Satisfaction (Devo): ¿Hasta qué punto se puede ser irreverente con un clásico conocido por todo el mundo y a la vez darle un nuevo impulso? La respuesta la trajeron Devo y su perverso tratamiento sobre "Satisfaction" de lo Rolling Stones. Cuando la New Wave americana se encontraba en su apogeo a fines de los 70', estos deformes de Ohio consiguieron su primer éxito sacándole el riff al original y transformándole en una maquinal marcha industrial. A aquellos puristas a los esta versión les incomode pueden oír la que grabó Britney Spears. Esa sí que duele.

Needles and Pins (The Ramones): Si bien cada miembro de los Ramones era una pieza importante en la maquinaria del grupo, debemos agradecerle a Joey y su amor por el pop retro, ya que es lo que le daba corazón a la inconfundible furia punk de los neoyorquinos. Aunque años después grabarían un disco completo ("Acid Eaters") compuesto totalmente por "ramonizaciones" de la música que escuchaban durante su juventud, en 1978 la voz entrañable del vocalista ya le daba sentimiento a esta bella canción, demostrando que los duros también pueden sufrir por amor.

You are always on my mind (Pet Shop Boys): Muchas ideas que suenan horribles en teoría pueden transformarse en grandes aciertos.
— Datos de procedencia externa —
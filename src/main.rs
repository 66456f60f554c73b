use clap::Parser;
use seed_share::core::ConfigProvider;
use seed_share::utils::error::{ErrorSeverity, SeedError};
use seed_share::utils::{logger, validation::validate_provider};
use seed_share::{build_app, CliConfig, TomlConfig};

#[tokio::main]
async fn main() -> Result<(), Box<dyn std::error::Error>> {
    let cli = CliConfig::parse();

    // 指定 --config 時改用 TOML 設定
    let config: Box<dyn ConfigProvider> = match &cli.config {
        Some(path) => match TomlConfig::from_file(path) {
            Ok(toml) => Box::new(toml) as Box<dyn ConfigProvider>,
            Err(e) => {
                eprintln!("❌ Failed to load config file '{}': {}", path, e);
                eprintln!("💡 Make sure the file exists and is valid TOML format");
                std::process::exit(1);
            }
        },
        None => Box::new(cli.clone()),
    };

    // 初始化日誌
    if config.json_logs() || cli.json_logs {
        logger::init_json_logger();
    } else {
        logger::init_cli_logger(cli.verbose);
    }

    tracing::info!("🚀 Starting seed-share server");
    if cli.verbose {
        tracing::debug!("CLI config: {:?}", cli);
    }

    // 驗證配置
    if let Err(e) = validate_provider(config.as_ref()) {
        fail(e);
    }

    tracing::info!("📁 Data directory: {}", config.data_dir());
    tracing::info!(
        "🌱 Selection caps: member {}, guest {}",
        config.member_cap(),
        config.guest_cap()
    );

    let app = match build_app(config.as_ref()).await {
        Ok(app) => app,
        Err(e) => fail(e),
    };

    let listener = match tokio::net::TcpListener::bind(config.bind_addr()).await {
        Ok(listener) => listener,
        Err(e) => fail(SeedError::IoError(e)),
    };

    let prefix = if config.base_path().is_empty() {
        "/"
    } else {
        config.base_path()
    };
    tracing::info!(
        "✅ Server listening on http://{} (routes under {})",
        listener.local_addr()?,
        prefix
    );

    if let Err(e) = seed_share::server::serve(listener, app).await {
        fail(e);
    }

    tracing::info!("Server stopped");
    Ok(())
}

fn fail(e: SeedError) -> ! {
    // 記錄詳細錯誤信息
    tracing::error!(
        "❌ Server failed: {} (Category: {:?}, Severity: {:?})",
        e,
        e.category(),
        e.severity()
    );
    tracing::error!("💡 Recovery suggestion: {}", e.recovery_suggestion());

    eprintln!("❌ {}", e.user_friendly_message());
    eprintln!("💡 Suggestion: {}", e.recovery_suggestion());

    // 根據錯誤嚴重程度決定退出碼
    let exit_code = match e.severity() {
        ErrorSeverity::Low | ErrorSeverity::High => 1,
        ErrorSeverity::Medium => 2,
        ErrorSeverity::Critical => 3,
    };
    std::process::exit(exit_code);
}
Cuando un joven dúo de synth-pop inglés eligió incluir en su segundo disco una versión bailable de esta balada de Elvis Presley, no parecía algo muy viable. El resultado terminó siendo tan o más conocido que el original, y gracias a aquel éxito los Pet Shop Boys ya llevan 30 años en el negocio.

The man who sold the world (Nirvana): El unplugged de la banda de Seattle no solo es valioso porque fue lo último que el grupo grabó antes de la muerte de su líder, si no porque muestra los terrenos más calmos que la banda planeaba explorar en un futuro. Dentro de los varios covers que el trío incluyó en el show, esta canción de David Bowie sobresale por la entrega desgarrada de un Kurt Cobain que entraba en la recta final de su agitada vida.

Last kiss (Pearl Jam): Eddie Vedder y los suyos suelen tener muy buen gusto a la hora de elegir e interpretar canciones ajenas. Esta olvidada canción de principios de los 60' fue grabada por el grupo para colaborar con un disco benéfico destinado a los refugiados de Kosovo en 1999 y desde entonces es infaltable en sus giras. De hecho es común que "Last Kiss" suene en sus recitales.

Son muchos los casos en los que una buena versión copa las radios y le hace justicia al original (recuerden el "I will survive" de Cake o el "Killing me softly" de The Fugees), pero es más frecuente que cambiemos el dial mientras nos fruncimos el ceño por la manera en que algún irrespetuoso está maltratando una melodía que ya conocemos. Algún día haremos una lista de los peores covers, pero allí se va a presentar un nuevo problema ¿Quién se animará escuchar la versión de "Smell like teen spirit" que perpetró Take That, por ejemplo? Nadie es tan valiente.